Several hospitals have filed class action antitrust lawsuits against Intuitive Surgical, one of the largest surgical robot makers, alleging that it used its market power to force them to sign restrictive repair contracts and buy replacement parts at inflated prices.

Despite limited evidence that they work better than other minimally-invasive surgeries, more hospitals are buying surgical robots. As of last year, Intuitive had installed 3,720 of its da Vinci surgical robots in the U.S., according to a filing with the Securities and Exchange Commission. These devices are expensive, costing up to $2.5 million each, and often come with thousands of dollars in additional annual costs.

In a complaint filed earlier this month, 13-hospital system Franciscan Health said it had to sign a five-year service contract,  which could be voided if it sought out third-party repair services for its da Vinci surgical robots. These services cost between $80,000 and $190,000 per year.

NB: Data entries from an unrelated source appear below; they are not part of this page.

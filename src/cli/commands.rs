use std::io::Write;
use std::path::PathBuf;
use std::sync::Arc;

use anyhow::{Context, Result};
use arc_swap::ArcSwap;
use clap::{Args, Parser, Subcommand};
use http::Method;
use tracing::info;

use crate::cache::RouteCache;
use crate::compiler::TableCompiler;
use crate::config::RouterConfig;
use crate::extension::{Extension, StaleSourcesExtension};
use crate::hot_reload::watch_controllers;
use crate::logging::{init_logging, LogConfig};
use crate::registry::Registry;
use crate::router::{Lookup, RouteTable};

/// Command-line interface for routeforge
#[derive(Parser, Debug)]
#[command(
    name = "routeforge",
    version,
    about = "Route table compiler and inspector",
    long_about = None
)]
pub struct Cli {
    #[command(flatten)]
    pub paths: PathArgs,

    /// The subcommand to execute
    #[command(subcommand)]
    pub command: Commands,
}

/// Where the controllers and the cache live.
///
/// Precedence: command-line flag, then environment, then config file, then defaults.
#[derive(Args, Debug, Default, Clone)]
pub struct PathArgs {
    /// Router configuration file (TOML or YAML)
    #[arg(short, long, global = true)]
    pub config: Option<PathBuf>,

    /// Directory holding the routing cache
    #[arg(long, global = true)]
    pub cache_dir: Option<PathBuf>,

    /// Directory scanned for controllers
    #[arg(long, global = true)]
    pub controller_dir: Option<PathBuf>,

    /// Rebuild when controller sources are newer than the cached table
    #[arg(long, global = true, default_value_t = false)]
    pub stale_check: bool,
}

impl PathArgs {
    pub fn resolve(&self) -> Result<RouterConfig> {
        let mut config = match &self.config {
            Some(path) => RouterConfig::load(path)?,
            None => RouterConfig::default(),
        };
        config.apply_env()?;
        if let Some(dir) = &self.cache_dir {
            config.cache_dir = dir.clone();
        }
        if let Some(dir) = &self.controller_dir {
            config.controller_dir = dir.clone();
        }
        Ok(config)
    }
}

/// Available CLI commands
#[derive(Subcommand, Debug)]
pub enum Commands {
    /// Force a rebuild of the route table, then keep watching when `watch` is configured
    Build,
    /// List the controller types found in the controller directory
    Scan {
        /// Also list files whose type is not a registered controller
        #[arg(long, default_value_t = false)]
        all: bool,
    },
    /// Print every route of the cached table
    Inspect,
    /// Show how the cached table answers a request
    Match {
        /// HTTP method, e.g. GET
        method: String,
        /// Request path, e.g. /api/user/42
        path: String,
    },
    /// Rebuild the table whenever a controller file changes
    Watch,
}

/// Parse arguments, set up logging and run against the global registry.
pub fn run_cli() -> Result<()> {
    let cli = Cli::parse();
    let _guard = init_logging(&LogConfig::from_env())?;
    run_with(cli, Registry::global())
}

/// Run a parsed command against `registry`, writing results to stdout.
pub fn run_with(cli: Cli, registry: Arc<Registry>) -> Result<()> {
    let stdout = std::io::stdout();
    let mut out = stdout.lock();
    execute(&cli, registry, &mut out)
}

pub(crate) fn execute<W: Write>(cli: &Cli, registry: Arc<Registry>, out: &mut W) -> Result<()> {
    let config = cli.paths.resolve()?;
    let build_cache = |registry: Arc<Registry>| -> Result<RouteCache> {
        let mut extensions: Vec<Arc<dyn Extension>> = Vec::new();
        if cli.paths.stale_check {
            extensions.push(Arc::new(StaleSourcesExtension::new(
                &config.controller_dir,
                crate::cache::artifact_path(&config.cache_dir),
            )));
        }
        RouteCache::new(&config.cache_dir, &config.controller_dir, registry, extensions)
            .context("Failed to open routing cache")
    };

    match &cli.command {
        Commands::Build => {
            let cache = build_cache(registry)?;
            cache.ensure(true).context("Route table build failed")?;
            let table = cache.load()?;
            writeln!(
                out,
                "built {} route(s) into {}",
                table.len(),
                cache.artifact_path().display()
            )?;
            if config.watch {
                watch_forever(&config, Arc::new(cache), table, out)?;
            }
        }
        Commands::Scan { all } => {
            let names = if *all {
                crate::scanner::scan_directory(&config.controller_dir)?
            } else {
                TableCompiler::new(registry, Vec::new()).controller_names(&config.controller_dir)?
            };
            for name in names {
                writeln!(out, "{name}")?;
            }
        }
        Commands::Inspect => {
            let cache = build_cache(registry)?;
            cache.ensure(false)?;
            for route in cache.load()?.routes() {
                writeln!(out, "{route}")?;
            }
        }
        Commands::Match { method, path } => {
            let method: Method = method
                .to_ascii_uppercase()
                .parse()
                .with_context(|| format!("Invalid HTTP method: {method}"))?;
            let cache = build_cache(registry)?;
            cache.ensure(false)?;
            let table = cache.load()?;
            match table.lookup(&method, path) {
                Lookup::Found(matched) => {
                    writeln!(out, "matched {}", matched.route)?;
                    for (name, value) in &matched.path_params {
                        writeln!(out, "  {name} = {value}")?;
                    }
                }
                Lookup::NotFound => writeln!(out, "not found")?,
                Lookup::MethodNotAllowed(allowed) => {
                    let allowed: Vec<&str> = allowed.iter().map(Method::as_str).collect();
                    writeln!(out, "method not allowed; Allow: {}", allowed.join(", "))?;
                }
            }
        }
        Commands::Watch => {
            let cache = build_cache(registry)?;
            cache.ensure(false)?;
            let table = cache.load()?;
            watch_forever(&config, Arc::new(cache), table, out)?;
        }
    }
    Ok(())
}

/// Keep `table` in sync with the controller directory until the process exits.
fn watch_forever<W: Write>(
    config: &RouterConfig,
    cache: Arc<RouteCache>,
    table: RouteTable,
    out: &mut W,
) -> Result<()> {
    let table = Arc::new(ArcSwap::from_pointee(table));
    let _watcher = watch_controllers(&config.controller_dir, cache, table)
        .context("Failed to watch controller directory")?;
    writeln!(out, "watching {}", config.controller_dir.display())?;
    out.flush()?;
    info!(controller_dir = %config.controller_dir.display(), "Watch mode started");
    loop {
        std::thread::park();
    }
}
use serde_json::Value;

use super::{find_header, replace_header, HeaderVec};

/// A response produced by a handler, a middleware, or the dispatcher itself.
#[derive(Debug, Clone, PartialEq, Eq)]
pub struct Response {
    pub status: u16,
    pub headers: HeaderVec,
    pub body: Vec<u8>,
}

impl Response {
    /// An empty response with the given status.
    #[must_use]
    pub fn new(status: u16) -> Self {
        Self {
            status,
            headers: HeaderVec::new(),
            body: Vec::new(),
        }
    }

    #[must_use]
    pub fn json(status: u16, body: &Value) -> Self {
        Self::new(status)
            .with_header("content-type", "application/json")
            .with_body(body.to_string())
    }

    /// A JSON error body of the form `{"error": message}`.
    #[must_use]
    pub fn error(status: u16, message: &str) -> Self {
        Self::json(status, &serde_json::json!({ "error": message }))
    }

    #[must_use]
    pub fn text(status: u16, body: impl Into<String>) -> Self {
        Self::new(status)
            .with_header("content-type", "text/plain; charset=utf-8")
            .with_body(body.into())
    }

    #[must_use]
    pub fn html(status: u16, body: impl Into<String>) -> Self {
        Self::new(status)
            .with_header("content-type", "text/html")
            .with_body(body.into())
    }

    #[must_use]
    pub fn with_header(mut self, name: &str, value: impl Into<String>) -> Self {
        self.set_header(name, value.into());
        self
    }

    #[must_use]
    pub fn with_body(mut self, body: impl Into<Vec<u8>>) -> Self {
        self.body = body.into();
        self
    }

    /// Add or replace a header (names compare case-insensitively).
    pub fn set_header(&mut self, name: &str, value: String) {
        replace_header(&mut self.headers, name, value);
    }

    #[inline]
    #[must_use]
    pub fn get_header(&self, name: &str) -> Option<&str> {
        find_header(&self.headers, name)
    }

    #[must_use]
    pub fn body_str(&self) -> Option<&str> {
        std::str::from_utf8(&self.body).ok()
    }

    /// Parse the body as JSON; `None` when it is not valid JSON.
    #[must_use]
    pub fn body_json(&self) -> Option<Value> {
        serde_json::from_slice(&self.body).ok()
    }
}

#[cfg(test)]
mod tests {
    use super::*;

    #[test]
    fn test_error_response_shape() {
        let resp = Response::error(500, "boom");
        assert_eq!(resp.status, 500);
        assert_eq!(resp.get_header("Content-Type"), Some("application/json"));
        assert_eq!(resp.body_json(), Some(serde_json::json!({"error": "boom"})));
    }

    #[test]
    fn test_set_header_replaces_existing() {
        let mut resp = Response::new(204).with_header("X-Test", "a");
        resp.set_header("x-test", "b".to_string());
        assert_eq!(resp.headers.len(), 1);
        assert_eq!(resp.get_header("X-TEST"), Some("b"));
    }
}
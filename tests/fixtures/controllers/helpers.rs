// Shared by the controllers; discovered by the scanner but never registered.

/* pub struct CommentedOut; */

pub struct Helper {
    pub label: &'static str,
}
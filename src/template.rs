//! Template rendering used by controller helpers.

use std::path::Path;

use minijinja::Environment;
use serde_json::Value;
use thiserror::Error;

#[derive(Debug, Error)]
pub enum TemplateError {
    #[error("no template engine is configured")]
    NoEngine,

    #[error("template `{template}` failed to render: {source}")]
    Render {
        template: String,
        #[source]
        source: minijinja::Error,
    },
}

/// Renders a named template with JSON data.
pub trait TemplateEngine: Send + Sync {
    fn render(&self, template: &str, data: &Value) -> Result<String, TemplateError>;
}

/// [`TemplateEngine`] backed by `minijinja`.
pub struct MiniJinjaEngine {
    env: Environment<'static>,
}

impl MiniJinjaEngine {
    /// Load templates lazily from `dir`; template names are paths relative to it.
    pub fn from_dir(dir: impl AsRef<Path>) -> Self {
        let mut env = Environment::new();
        env.set_loader(minijinja::path_loader(dir.as_ref()));
        Self { env }
    }

    /// Build an engine from in-memory `(name, source)` pairs.
    pub fn from_templates<I, N, S>(templates: I) -> Result<Self, TemplateError>
    where
        I: IntoIterator<Item = (N, S)>,
        N: Into<String>,
        S: Into<String>,
    {
        let mut env = Environment::new();
        for (name, source) in templates {
            let name = name.into();
            env.add_template_owned(name.clone(), source.into())
                .map_err(|source| TemplateError::Render {
                    template: name,
                    source,
                })?;
        }
        Ok(Self { env })
    }
}

impl TemplateEngine for MiniJinjaEngine {
    fn render(&self, template: &str, data: &Value) -> Result<String, TemplateError> {
        let to_error = |source| TemplateError::Render {
            template: template.to_string(),
            source,
        };
        self.env
            .get_template(template)
            .map_err(to_error)?
            .render(data)
            .map_err(to_error)
    }
}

According to the lawsuit, one customer that had tried to use a third-party robot repair service found its device stopped functioning during an operation, forcing the surgeons to finish the surgery manually.

Franciscan Health alleged that some hospitals who try to use third-party services receive cease-and-desist letters from Intuitive threatening to refuse future maintenance, and in some cases, even threatening to disable the robot.

In a separate lawsuit filed this month, New York-based Kaleida Health said independent robotic repair companies also received cease-and-desist letters demanding that they not contact its customers to offer repair services.

Both lawsuits focused on limitations in maintaining and re-using surgical instruments that come with the robots. Each one comes with a series of attachments that resemble traditional laparoscopic surgical tools, such as a scalpel and scissors, but they also have an embedded chip to track how many times the device is used. In some cases, the instruments could only be used 10 times before the hospital had to purchase more devices, both lawsuits claimed.

These service contracts and accessories are a big source of revenue for Intuitive Surgical. It brought in $2.46 billion in instruments and accessories alone last year, and another $724 million in services, collectively making up more than half of its total revenue. 

Both class action lawsuits are seeking a judgment that Intuitive Surgical violated antitrust law, and treble damages. Intuitive Surgical did not respond to requests for comment at the time of publication.

The cases are Kaleida Health v. Intuitive Surgical Inc. and Franciscan Alliance Inc. v. Intuitive Surgical Inc. Both were filed in the U.S. District Court for the Northern District of California.